The data below is to be retyped exactly, line by line.

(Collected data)
******************************

//! Command-line interface for oxo.

use clap::{Parser, Subcommand};
use oxo_engine::{Board, SearchLevel, Side};

/// oxo - tic-tac-toe engine with minimax opponents
#[derive(Parser, Debug)]
#[command(name = "oxo")]
#[command(about = "Tic-tac-toe engine with minimax opponents", long_about = None)]
#[command(version)]
pub struct Cli {
    /// Subcommand to run
    #[command(subcommand)]
    pub command: Command,
}

/// Available commands
#[derive(Subcommand, Debug)]
pub enum Command {
    /// Play a full game between two minimax players
    SelfPlay {
        /// Path to a TOML match config
        #[arg(short, long)]
        config: Option<std::path::PathBuf>,

        /// Search level for X (shallow or exhaustive), overrides the config
        #[arg(long)]
        x_level: Option<SearchLevel>,

        /// Search level for O (shallow or exhaustive), overrides the config
        #[arg(long)]
        o_level: Option<SearchLevel>,
    },

    /// Suggest a move for a position
    Suggest {
        /// Board as nine cells, e.g. "XX..O...." (row separators "/" allowed)
        #[arg(short, long)]
        board: Board,

        /// Search level (shallow or exhaustive)
        #[arg(short, long, default_value = "exhaustive")]
        level: SearchLevel,

        /// Side to optimize for; defaults to the side to move
        #[arg(short, long)]
        side: Option<Side>,
    },
}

******************************

* SOLUTION:
//! Command-line interface for oxo.

use clap::{Parser, Subcommand};
use oxo_engine::{Board, SearchLevel, Side};

/// oxo - tic-tac-toe engine with minimax opponents
#[derive(Parser, Debug)]
#[command(name = "oxo")]
#[command(about = "Tic-tac-toe engine with minimax opponents", long_about = None)]
#[command(version)]
pub struct Cli {
    /// Subcommand to run
    #[command(subcommand)]
    pub command: Command,
}

/// Available commands
#[derive(Subcommand, Debug)]
pub enum Command {
    /// Play a full game between two minimax players
    SelfPlay {
        /// Path to a TOML match config
        #[arg(short, long)]
        config: Option<std::path::PathBuf>,

        /// Search level for X (shallow or exhaustive), overrides the config
        #[arg(long)]
        x_level: Option<SearchLevel>,

        /// Search level for O (shallow or exhaustive), overrides the config
        #[arg(long)]
        o_level: Option<SearchLevel>,
    },

    /// Suggest a move for a position
    Suggest {
        /// Board as nine cells, e.g. "XX..O...." (row separators "/" allowed)
        #[arg(short, long)]
        board: Board,

        /// Search level (shallow or exhaustive)
        #[arg(short, long, default_value = "exhaustive")]
        level: SearchLevel,

        /// Side to optimize for; defaults to the side to move
        #[arg(short, long)]
        side: Option<Side>,
    },
}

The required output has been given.